15%LabAESO considerably reduced the stiffness of the neat asphalt binder at both -12°C and - 18°C around 90 MPa. The results indicated sufficient concentration of LabAESO was needed for enhancing low temperature performance by decreasing one grade of the neat asphalt binder’s low temperature performance grade, and thereby reducing the possibility of thermal cracking at a lower testing temperature of -18°C. In Figure 4.7 (a) and Figure 4.8 (a), LabAESO modified blends were found to meet the stiffness requirement at both test temperatures. For m-value, it can be seen that the m-value increased when the concentration level of LabAESO increased as shown in Figure 4.7 (c). The m-value decreased as test temperatures went down from -12°C to -18°C as expected. However, only the 15%LabAESO modified binder was able to relax under stress and pass the m- value criteria at -18°C, which agreed with the rheology analysis in the master curves that the 15%LabAESO had the most viscous behavior at low temperatures. It can be concluded that LabAESO improved the flexibility of the neat asphalt binder and decreased the neat asphalt binder’s susceptibility to thermal cracking at low temperature. Furthermore, high concentration level of LabAESO was needed to significantly enhance the low temperature properties of the neat asphalt binder. However, the ComAESO was found not to be effective on low temperature properties of the neat asphalt binder at lower temperatures. It can be seen in Figure 4.7 (b) that lower, intermediate, and higher ComAESO concentration levels (3%, 9%, and 15%) had similar softening effects on the neat asphalt binder’s stiffness at -12°C by reducing stiffness value about 40 MPa. Whereas, increase of stiffness was noticed at temperature of -18°C on ComAESO modified blends, which failed to meet the stiffness requirement at that test temperature. The m- value of all ComAESO modified blends was found to be followed the same trend of the neat asphalt binder when test temperature changed (Figure 4.7 (d)), which met the requirement at -

12°C, but failed at -18°C and thereby they were graded the same as the neat asphalt binders at low PG.
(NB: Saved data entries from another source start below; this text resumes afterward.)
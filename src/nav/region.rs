//! Region partitioning (§4.5 step 7): labels every walkable compact span
//! with a region id, using whichever of Watershed/Monotone/Layers the
//! build config selects, then prunes and merges by area.

use std::collections::HashMap;

use super::compact::CompactHeightfield;
use super::{NavMeshBuildConfig, PartitionMethod};

const NULL_REGION: u16 = 0;

pub fn build_regions(cfg: &NavMeshBuildConfig, chf: &mut CompactHeightfield, dist_field: Option<&[u16]>) {
    chf.regions = vec![NULL_REGION; chf.spans.len()];

    match cfg.partition_method {
        PartitionMethod::Watershed => {
            let dist = dist_field.expect("watershed partitioning requires a precomputed distance field");
            chf.max_distance = dist.iter().copied().max().unwrap_or(0);
            watershed_partition(chf, dist);
        }
        PartitionMethod::Monotone => monotone_partition(chf),
        PartitionMethod::Layers => layers_partition(chf),
    }

    filter_small_regions(cfg, chf);
}

/// Level-stepped flood fill seeded from the distance field, widening
/// outward from ridge lines two levels at a time until every span with
/// non-zero distance has a region.
fn watershed_partition(chf: &mut CompactHeightfield, dist: &[u16]) {
    let n = chf.spans.len();
    let mut region_id = 1u16;
    let mut level = (chf.max_distance + 1) & !1u16;

    loop {
        level = level.saturating_sub(2);

        expand_regions(chf, dist, level);

        for span_idx in 0..n {
            if chf.regions[span_idx] == NULL_REGION && dist[span_idx] >= level && chf.areas[span_idx] != 0 && flood_fill_region(chf, dist, span_idx, level, region_id) {
                if region_id == u16::MAX {
                    log::warn!("watershed partition exceeded {} regions; remaining spans left unassigned", u16::MAX - 1);
                    expand_regions(chf, dist, 0);
                    return;
                }
                region_id += 1;
            }
        }

        if level == 0 {
            break;
        }
    }

    // A final unconstrained expansion mops up any span an earlier level
    // skipped because none of its neighbours had a region yet.
    expand_regions(chf, dist, 0);
}

/// Grows existing regions into unlabeled neighbouring spans at or above
/// `level`, repeating until a full sweep makes no further assignment.
fn expand_regions(chf: &mut CompactHeightfield, dist: &[u16], level: u16) {
    loop {
        let mut changed = false;
        for span_idx in 0..chf.spans.len() {
            if chf.regions[span_idx] != NULL_REGION || dist[span_idx] < level || chf.areas[span_idx] == 0 {
                continue;
            }
            let mut counts: HashMap<u16, u32> = HashMap::new();
            for conn in chf.spans[span_idx].connections {
                if let Some(neighbour) = conn {
                    let r = chf.regions[neighbour as usize];
                    if r != NULL_REGION {
                        *counts.entry(r).or_default() += 1;
                    }
                }
            }
            if let Some((&best, _)) = counts.iter().max_by_key(|(_, &c)| c) {
                chf.regions[span_idx] = best;
                changed = true;
            }
        }
        if !changed {
            break;
        }
    }
}

fn flood_fill_region(chf: &mut CompactHeightfield, dist: &[u16], seed: usize, level: u16, region_id: u16) -> bool {
    let mut stack = vec![seed];
    let mut count = 0u32;
    chf.regions[seed] = region_id;

    while let Some(span_idx) = stack.pop() {
        count += 1;
        for conn in chf.spans[span_idx].connections {
            let Some(neighbour) = conn else { continue };
            let neighbour = neighbour as usize;
            if chf.regions[neighbour] == NULL_REGION && dist[neighbour] >= level && chf.areas[neighbour] != 0 {
                chf.regions[neighbour] = region_id;
                stack.push(neighbour);
            }
        }
    }

    count > 0
}

/// Classic row-major connected-component sweep with union-find, merging a
/// span only with its west and north neighbours (both already labeled by
/// the time a row-major walk reaches it). Produces the long, thin regions
/// Monotone partitioning is named for.
fn monotone_partition(chf: &mut CompactHeightfield) {
    let n = chf.spans.len();
    let mut parent: Vec<usize> = (0..n).collect();

    fn find(parent: &mut [usize], x: usize) -> usize {
        if parent[x] != x {
            parent[x] = find(parent, parent[x]);
        }
        parent[x]
    }
    fn union(parent: &mut [usize], a: usize, b: usize) {
        let (ra, rb) = (find(parent, a), find(parent, b));
        if ra != rb {
            parent[ra] = rb;
        }
    }

    for cz in 0..chf.height {
        for cx in 0..chf.width {
            for span_idx in chf.column_spans(cx, cz) {
                if chf.areas[span_idx] == 0 {
                    continue;
                }
                // West (dir 0) and north (dir 2) were assigned indices in
                // NEIGHBOURS order by `link_neighbours`.
                if let Some(west) = chf.spans[span_idx].connections[0] {
                    if chf.areas[west as usize] != 0 {
                        union(&mut parent, span_idx, west as usize);
                    }
                }
                if let Some(north) = chf.spans[span_idx].connections[2] {
                    if chf.areas[north as usize] != 0 {
                        union(&mut parent, span_idx, north as usize);
                    }
                }
            }
        }
    }

    let mut ids: HashMap<usize, u16> = HashMap::new();
    let mut next_id = 1u16;
    for span_idx in 0..n {
        if chf.areas[span_idx] == 0 {
            continue;
        }
        let root = find(&mut parent, span_idx);
        let id = *ids.entry(root).or_insert_with(|| {
            let id = next_id;
            next_id += 1;
            id
        });
        chf.regions[span_idx] = id;
    }
}

/// Connected components over the span graph with no distance guidance,
/// one region per stack-independent walkable blob. Naturally supports
/// overlapping stacks since `connections` links spans at the same floor
/// height regardless of how many spans sit above or below them.
fn layers_partition(chf: &mut CompactHeightfield) {
    let zero_dist = vec![0u16; chf.spans.len()];
    let mut region_id = 1u16;
    for span_idx in 0..chf.spans.len() {
        if chf.regions[span_idx] != NULL_REGION || chf.areas[span_idx] == 0 {
            continue;
        }
        if flood_fill_region(chf, &zero_dist, span_idx, 0, region_id) {
            region_id += 1;
        }
    }
}

/// Deletes regions smaller than `min_region_area` (merging into the
/// dominant neighbour when one exists), then folds anything still under
/// `merge_region_area` into a neighbour to reduce fragmentation.
fn filter_small_regions(cfg: &NavMeshBuildConfig, chf: &mut CompactHeightfield) {
    let mut sizes: HashMap<u16, u32> = HashMap::new();
    for &r in &chf.regions {
        if r != NULL_REGION {
            *sizes.entry(r).or_default() += 1;
        }
    }

    for threshold in [cfg.min_region_area, cfg.merge_region_area] {
        let small: Vec<u16> = sizes.iter().filter(|(_, &count)| count < threshold).map(|(&id, _)| id).collect();
        for region in small {
            if sizes.get(&region).copied().unwrap_or(0) >= threshold {
                continue; // already absorbed by an earlier merge this pass
            }
            let replacement = dominant_neighbour_region(chf, region);
            let moved = relabel_region(chf, region, replacement.unwrap_or(NULL_REGION));
            sizes.remove(&region);
            if let Some(target) = replacement {
                *sizes.entry(target).or_default() += moved;
            }
        }
    }
}

fn dominant_neighbour_region(chf: &CompactHeightfield, region: u16) -> Option<u16> {
    let mut counts: HashMap<u16, u32> = HashMap::new();
    for span_idx in 0..chf.spans.len() {
        if chf.regions[span_idx] != region {
            continue;
        }
        for conn in chf.spans[span_idx].connections {
            if let Some(neighbour) = conn {
                let r = chf.regions[neighbour as usize];
                if r != NULL_REGION && r != region {
                    *counts.entry(r).or_default() += 1;
                }
            }
        }
    }
    counts.into_iter().max_by_key(|(_, c)| *c).map(|(id, _)| id)
}

fn relabel_region(chf: &mut CompactHeightfield, from: u16, to: u16) -> u32 {
    let mut moved = 0u32;
    for r in chf.regions.iter_mut() {
        if *r == from {
            *r = to;
            moved += 1;
        }
    }
    moved
}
The changes of stiffness and m-value with increasing of AESO concentration level at test temperatures of -12°C and -18°C can be observed in Figure 4.8 (a). At test temperature of -12°C, the stiffness of the neat asphalt binder decreased when the concentration levels of AESO increased, while LabAESO had more softening effect on the neat asphalt binder compared to that of the ComAESO as the line of LabAESO was below the ComAESO’s in Figure 4.8 (a). However, when the test temperature went down to -18°C, it was noticed that the intermediate concentration level (9%) for both AESO was the threshold at which the neat asphalt binder needed to break through to get benefit from AESO on the low temperature properties. It was clear that concentration level above 9% significantly dropped the stiffness of neat asphalt binder as seen from the pronounced stiffness reduction observed for the 15%LabAESO modified binder. The effect of AESO at different concentration levels on m-value can be easily observed in Figure 4.8 (b). For both test temperatures, LabAESO was found to considerably increase the m-value as the concentration level increases, while the effect of ComAESO on m-value was negligible as the results shown in Figure 4.8 (b). Overall, the 15%LabAESO modified binder had the lowest stiffness with the highest m- value. These results indicated that the LabAESO helped with stress relaxation and was better able to dissipate stresses when a sufficient concentration of LabAESO was added, thus reducing the susceptibility of the neat asphalt binder to thermal cracking at low temperatures.

Figure 4.7. Effect of AESO on asphalt binder creep stiffness (S) and creep rate (m-value) versus temperature.

Figure 4.8. Effect of AESO concentration levels on asphalt binder low temperature properties.